(SUPPLIED RECORDS)

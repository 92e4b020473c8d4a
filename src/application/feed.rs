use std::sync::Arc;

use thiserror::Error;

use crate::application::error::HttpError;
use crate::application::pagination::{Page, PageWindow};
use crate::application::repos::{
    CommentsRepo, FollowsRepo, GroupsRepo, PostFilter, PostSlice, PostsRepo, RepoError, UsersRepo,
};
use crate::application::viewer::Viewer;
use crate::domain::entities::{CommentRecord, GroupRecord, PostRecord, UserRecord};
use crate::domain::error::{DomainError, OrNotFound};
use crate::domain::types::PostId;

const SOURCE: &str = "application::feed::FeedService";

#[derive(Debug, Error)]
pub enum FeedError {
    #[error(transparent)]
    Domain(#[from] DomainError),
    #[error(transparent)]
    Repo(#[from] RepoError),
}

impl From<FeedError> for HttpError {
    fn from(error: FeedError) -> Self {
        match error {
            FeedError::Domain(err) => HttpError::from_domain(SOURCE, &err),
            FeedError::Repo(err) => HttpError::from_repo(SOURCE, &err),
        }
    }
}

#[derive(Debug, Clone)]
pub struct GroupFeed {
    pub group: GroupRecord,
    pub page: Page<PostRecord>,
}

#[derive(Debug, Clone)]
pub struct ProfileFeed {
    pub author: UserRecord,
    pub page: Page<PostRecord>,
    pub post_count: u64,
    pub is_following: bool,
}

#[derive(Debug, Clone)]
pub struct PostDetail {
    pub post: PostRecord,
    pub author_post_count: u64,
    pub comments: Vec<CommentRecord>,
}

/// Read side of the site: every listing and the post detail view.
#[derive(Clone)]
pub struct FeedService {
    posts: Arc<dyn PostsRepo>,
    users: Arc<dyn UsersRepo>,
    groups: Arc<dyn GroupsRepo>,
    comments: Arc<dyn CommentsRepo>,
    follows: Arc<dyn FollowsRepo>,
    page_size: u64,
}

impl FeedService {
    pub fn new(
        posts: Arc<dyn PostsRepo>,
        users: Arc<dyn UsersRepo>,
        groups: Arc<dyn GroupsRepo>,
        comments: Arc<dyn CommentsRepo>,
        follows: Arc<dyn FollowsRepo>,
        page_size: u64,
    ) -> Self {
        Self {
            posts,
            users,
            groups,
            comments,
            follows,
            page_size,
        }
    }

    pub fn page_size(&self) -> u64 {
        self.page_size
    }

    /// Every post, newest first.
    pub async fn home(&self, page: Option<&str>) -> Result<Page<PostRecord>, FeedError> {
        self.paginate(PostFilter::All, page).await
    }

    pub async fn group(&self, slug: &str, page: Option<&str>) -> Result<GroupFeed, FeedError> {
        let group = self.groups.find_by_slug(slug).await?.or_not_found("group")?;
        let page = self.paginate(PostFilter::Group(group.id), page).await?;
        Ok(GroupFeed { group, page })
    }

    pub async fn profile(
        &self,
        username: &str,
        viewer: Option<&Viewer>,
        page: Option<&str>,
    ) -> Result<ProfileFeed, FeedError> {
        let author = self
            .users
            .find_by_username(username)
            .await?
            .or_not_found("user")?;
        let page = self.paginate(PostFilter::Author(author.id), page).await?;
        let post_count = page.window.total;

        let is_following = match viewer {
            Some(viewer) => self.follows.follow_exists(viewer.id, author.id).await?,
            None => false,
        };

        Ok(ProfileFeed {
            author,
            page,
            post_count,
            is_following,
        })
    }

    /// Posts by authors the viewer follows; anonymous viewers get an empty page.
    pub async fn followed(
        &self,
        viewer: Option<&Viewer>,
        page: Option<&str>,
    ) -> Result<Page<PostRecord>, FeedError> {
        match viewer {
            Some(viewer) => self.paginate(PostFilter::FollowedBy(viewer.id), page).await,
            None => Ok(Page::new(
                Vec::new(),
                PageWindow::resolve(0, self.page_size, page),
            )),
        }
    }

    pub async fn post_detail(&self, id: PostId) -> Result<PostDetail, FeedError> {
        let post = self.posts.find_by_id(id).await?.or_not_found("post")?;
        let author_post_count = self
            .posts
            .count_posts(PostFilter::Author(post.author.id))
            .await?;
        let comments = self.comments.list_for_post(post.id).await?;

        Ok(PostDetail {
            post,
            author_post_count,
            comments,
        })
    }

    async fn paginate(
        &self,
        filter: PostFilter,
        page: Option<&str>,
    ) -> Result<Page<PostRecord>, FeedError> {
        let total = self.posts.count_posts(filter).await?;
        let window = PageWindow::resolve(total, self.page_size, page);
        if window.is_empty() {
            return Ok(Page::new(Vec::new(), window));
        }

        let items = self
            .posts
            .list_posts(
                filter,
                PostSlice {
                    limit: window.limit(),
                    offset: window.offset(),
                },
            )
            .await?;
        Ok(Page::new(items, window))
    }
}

(End SUPPLIED RECORDS)

AIM OF THE EXERCISE: Wherever the word "DomainError" occurs in a line of the listing, copy that line.

EXERCISE SOLUTION:
use crate::domain::error::{DomainError, OrNotFound};
    Domain(#[from] DomainError),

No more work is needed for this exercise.